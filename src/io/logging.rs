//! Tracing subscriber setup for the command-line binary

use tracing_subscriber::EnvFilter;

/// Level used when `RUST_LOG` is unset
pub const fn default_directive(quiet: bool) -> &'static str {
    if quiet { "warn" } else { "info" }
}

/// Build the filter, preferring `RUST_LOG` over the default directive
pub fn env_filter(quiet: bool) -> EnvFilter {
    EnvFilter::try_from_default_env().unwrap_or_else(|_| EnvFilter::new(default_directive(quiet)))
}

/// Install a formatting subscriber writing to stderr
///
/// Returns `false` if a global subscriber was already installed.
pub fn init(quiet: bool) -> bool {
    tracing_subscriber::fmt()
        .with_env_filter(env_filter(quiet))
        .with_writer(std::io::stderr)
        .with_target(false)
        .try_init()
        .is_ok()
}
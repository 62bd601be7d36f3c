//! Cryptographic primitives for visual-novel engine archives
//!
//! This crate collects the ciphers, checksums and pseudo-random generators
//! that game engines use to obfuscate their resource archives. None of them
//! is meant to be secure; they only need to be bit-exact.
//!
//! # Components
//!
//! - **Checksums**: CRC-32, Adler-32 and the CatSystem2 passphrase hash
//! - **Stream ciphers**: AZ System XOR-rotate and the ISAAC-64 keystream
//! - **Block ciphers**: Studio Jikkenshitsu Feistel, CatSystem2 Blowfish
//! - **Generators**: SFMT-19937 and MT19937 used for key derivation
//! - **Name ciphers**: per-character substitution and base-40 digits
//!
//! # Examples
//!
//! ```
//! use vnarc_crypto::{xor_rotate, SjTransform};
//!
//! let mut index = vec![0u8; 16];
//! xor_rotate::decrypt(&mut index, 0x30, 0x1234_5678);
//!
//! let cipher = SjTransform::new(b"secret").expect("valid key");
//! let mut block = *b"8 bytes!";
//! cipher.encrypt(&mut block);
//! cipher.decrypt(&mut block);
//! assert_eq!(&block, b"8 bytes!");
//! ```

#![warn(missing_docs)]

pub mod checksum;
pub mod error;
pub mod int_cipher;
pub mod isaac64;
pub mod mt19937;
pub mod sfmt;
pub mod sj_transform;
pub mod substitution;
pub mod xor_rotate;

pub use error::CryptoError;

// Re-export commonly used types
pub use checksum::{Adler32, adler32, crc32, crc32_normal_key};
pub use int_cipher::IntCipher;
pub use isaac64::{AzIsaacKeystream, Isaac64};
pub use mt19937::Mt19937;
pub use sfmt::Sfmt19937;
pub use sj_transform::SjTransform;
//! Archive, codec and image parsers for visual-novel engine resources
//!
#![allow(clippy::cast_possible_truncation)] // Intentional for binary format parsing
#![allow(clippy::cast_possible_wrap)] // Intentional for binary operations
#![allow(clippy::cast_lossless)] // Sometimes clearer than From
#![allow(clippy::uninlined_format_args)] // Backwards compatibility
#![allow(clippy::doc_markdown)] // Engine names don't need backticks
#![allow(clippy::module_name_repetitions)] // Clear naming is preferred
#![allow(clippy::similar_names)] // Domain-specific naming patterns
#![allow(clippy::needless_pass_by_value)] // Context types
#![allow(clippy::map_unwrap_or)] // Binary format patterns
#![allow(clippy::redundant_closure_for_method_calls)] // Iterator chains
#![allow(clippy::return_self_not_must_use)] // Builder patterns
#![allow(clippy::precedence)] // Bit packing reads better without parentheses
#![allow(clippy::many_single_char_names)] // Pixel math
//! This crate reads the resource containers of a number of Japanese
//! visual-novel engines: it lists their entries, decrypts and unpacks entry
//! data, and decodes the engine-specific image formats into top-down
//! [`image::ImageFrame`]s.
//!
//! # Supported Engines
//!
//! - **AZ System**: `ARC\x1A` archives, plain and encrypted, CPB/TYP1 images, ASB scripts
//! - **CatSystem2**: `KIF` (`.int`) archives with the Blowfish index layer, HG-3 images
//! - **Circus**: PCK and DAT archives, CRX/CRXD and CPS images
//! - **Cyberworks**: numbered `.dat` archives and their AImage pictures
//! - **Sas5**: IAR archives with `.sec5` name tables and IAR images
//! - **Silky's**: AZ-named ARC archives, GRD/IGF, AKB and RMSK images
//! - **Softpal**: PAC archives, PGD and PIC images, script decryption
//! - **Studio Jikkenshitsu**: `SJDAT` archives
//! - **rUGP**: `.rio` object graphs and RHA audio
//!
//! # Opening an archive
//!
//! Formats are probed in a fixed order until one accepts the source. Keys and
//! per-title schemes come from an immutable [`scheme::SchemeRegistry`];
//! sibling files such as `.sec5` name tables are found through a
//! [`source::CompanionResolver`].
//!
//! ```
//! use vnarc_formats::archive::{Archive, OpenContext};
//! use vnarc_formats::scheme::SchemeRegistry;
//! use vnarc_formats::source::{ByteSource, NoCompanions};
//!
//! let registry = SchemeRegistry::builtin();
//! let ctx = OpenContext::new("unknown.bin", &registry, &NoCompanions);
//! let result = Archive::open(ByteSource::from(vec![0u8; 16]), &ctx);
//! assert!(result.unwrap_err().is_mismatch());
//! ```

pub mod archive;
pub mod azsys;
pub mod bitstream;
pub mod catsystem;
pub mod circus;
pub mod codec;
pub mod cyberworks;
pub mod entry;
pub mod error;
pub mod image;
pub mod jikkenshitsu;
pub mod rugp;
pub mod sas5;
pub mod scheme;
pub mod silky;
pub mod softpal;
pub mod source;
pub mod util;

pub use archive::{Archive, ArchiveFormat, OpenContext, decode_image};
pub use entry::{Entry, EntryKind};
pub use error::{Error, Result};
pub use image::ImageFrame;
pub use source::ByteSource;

Required action: From the data above, output every line exactly.

Solution to this problem:
filename src/io/logging.rs
//! Tracing subscriber setup for the command-line binary

use tracing_subscriber::EnvFilter;

/// Level used when `RUST_LOG` is unset
pub const fn default_directive(quiet: bool) -> &'static str {
    if quiet { "warn" } else { "info" }
}

/// Build the filter, preferring `RUST_LOG` over the default directive
pub fn env_filter(quiet: bool) -> EnvFilter {
    EnvFilter::try_from_default_env().unwrap_or_else(|_| EnvFilter::new(default_directive(quiet)))
}

/// Install a formatting subscriber writing to stderr
///
/// Returns `false` if a global subscriber was already installed.
pub fn init(quiet: bool) -> bool {
    tracing_subscriber::fmt()
        .with_env_filter(env_filter(quiet))
        .with_writer(std::io::stderr)
        .with_target(false)
        .try_init()
        .is_ok()
}
repository 62bd601be7d36f3c
//! Cryptographic primitives for visual-novel engine archives
//!
//! This crate collects the ciphers, checksums and pseudo-random generators
//! that game engines use to obfuscate their resource archives. None of them
//! is meant to be secure; they only need to be bit-exact.
//!
//! # Components
//!
//! - **Checksums**: CRC-32, Adler-32 and the CatSystem2 passphrase hash
//! - **Stream ciphers**: AZ System XOR-rotate and the ISAAC-64 keystream
//! - **Block ciphers**: Studio Jikkenshitsu Feistel, CatSystem2 Blowfish
//! - **Generators**: SFMT-19937 and MT19937 used for key derivation
//! - **Name ciphers**: per-character substitution and base-40 digits
//!
//! # Examples
//!
//! ```
//! use vnarc_crypto::{xor_rotate, SjTransform};
//!
//! let mut index = vec![0u8; 16];
//! xor_rotate::decrypt(&mut index, 0x30, 0x1234_5678);
//!
//! let cipher = SjTransform::new(b"secret").expect("valid key");
//! let mut block = *b"8 bytes!";
//! cipher.encrypt(&mut block);
//! cipher.decrypt(&mut block);
//! assert_eq!(&block, b"8 bytes!");
//! ```

#![warn(missing_docs)]

pub mod checksum;
pub mod error;
pub mod int_cipher;
pub mod isaac64;
pub mod mt19937;
pub mod sfmt;
pub mod sj_transform;
pub mod substitution;
pub mod xor_rotate;

pub use error::CryptoError;

// Re-export commonly used types
pub use checksum::{Adler32, adler32, crc32, crc32_normal_key};
pub use int_cipher::IntCipher;
pub use isaac64::{AzIsaacKeystream, Isaac64};
pub use mt19937::Mt19937;
pub use sfmt::Sfmt19937;
pub use sj_transform::SjTransform;
//! Archive, codec and image parsers for visual-novel engine resources
//!
#![allow(clippy::cast_possible_truncation)] // Intentional for binary format parsing
#![allow(clippy::cast_possible_wrap)] // Intentional for binary operations
#![allow(clippy::cast_lossless)] // Sometimes clearer than From
#![allow(clippy::uninlined_format_args)] // Backwards compatibility
#![allow(clippy::doc_markdown)] // Engine names don't need backticks
#![allow(clippy::module_name_repetitions)] // Clear naming is preferred
#![allow(clippy::similar_names)] // Domain-specific naming patterns
#![allow(clippy::needless_pass_by_value)] // Context types
#![allow(clippy::map_unwrap_or)] // Binary format patterns
#![allow(clippy::redundant_closure_for_method_calls)] // Iterator chains
#![allow(clippy::return_self_not_must_use)] // Builder patterns
#![allow(clippy::precedence)] // Bit packing reads better without parentheses
#![allow(clippy::many_single_char_names)] // Pixel math
//! This crate reads the resource containers of a number of Japanese
//! visual-novel engines: it lists their entries, decrypts and unpacks entry
//! data, and decodes the engine-specific image formats into top-down
//! [`image::ImageFrame`]s.
//!
//! # Supported Engines
//!
//! - **AZ System**: `ARC\x1A` archives, plain and encrypted, CPB/TYP1 images, ASB scripts
//! - **CatSystem2**: `KIF` (`.int`) archives with the Blowfish index layer, HG-3 images
//! - **Circus**: PCK and DAT archives, CRX/CRXD and CPS images
//! - **Cyberworks**: numbered `.dat` archives and their AImage pictures
//! - **Sas5**: IAR archives with `.sec5` name tables and IAR images
//! - **Silky's**: AZ-named ARC archives, GRD/IGF, AKB and RMSK images
//! - **Softpal**: PAC archives, PGD and PIC images, script decryption
//! - **Studio Jikkenshitsu**: `SJDAT` archives
//! - **rUGP**: `.rio` object graphs and RHA audio
//!
//! # Opening an archive
//!
//! Formats are probed in a fixed order until one accepts the source. Keys and
//! per-title schemes come from an immutable [`scheme::SchemeRegistry`];
//! sibling files such as `.sec5` name tables are found through a
//! [`source::CompanionResolver`].
//!
//! ```
//! use vnarc_formats::archive::{Archive, OpenContext};
//! use vnarc_formats::scheme::SchemeRegistry;
//! use vnarc_formats::source::{ByteSource, NoCompanions};
//!
//! let registry = SchemeRegistry::builtin();
//! let ctx = OpenContext::new("unknown.bin", &registry, &NoCompanions);
//! let result = Archive::open(ByteSource::from(vec![0u8; 16]), &ctx);
//! assert!(result.unwrap_err().is_mismatch());
//! ```

pub mod archive;
pub mod azsys;
pub mod bitstream;
pub mod catsystem;
pub mod circus;
pub mod codec;
pub mod cyberworks;
pub mod entry;
pub mod error;
pub mod image;
pub mod jikkenshitsu;
pub mod rugp;
pub mod sas5;
pub mod scheme;
pub mod silky;
pub mod softpal;
pub mod source;
pub mod util;

pub use archive::{Archive, ArchiveFormat, OpenContext, decode_image};
pub use entry::{Entry, EntryKind};
pub use error::{Error, Result};
pub use image::ImageFrame;
pub use source::ByteSource;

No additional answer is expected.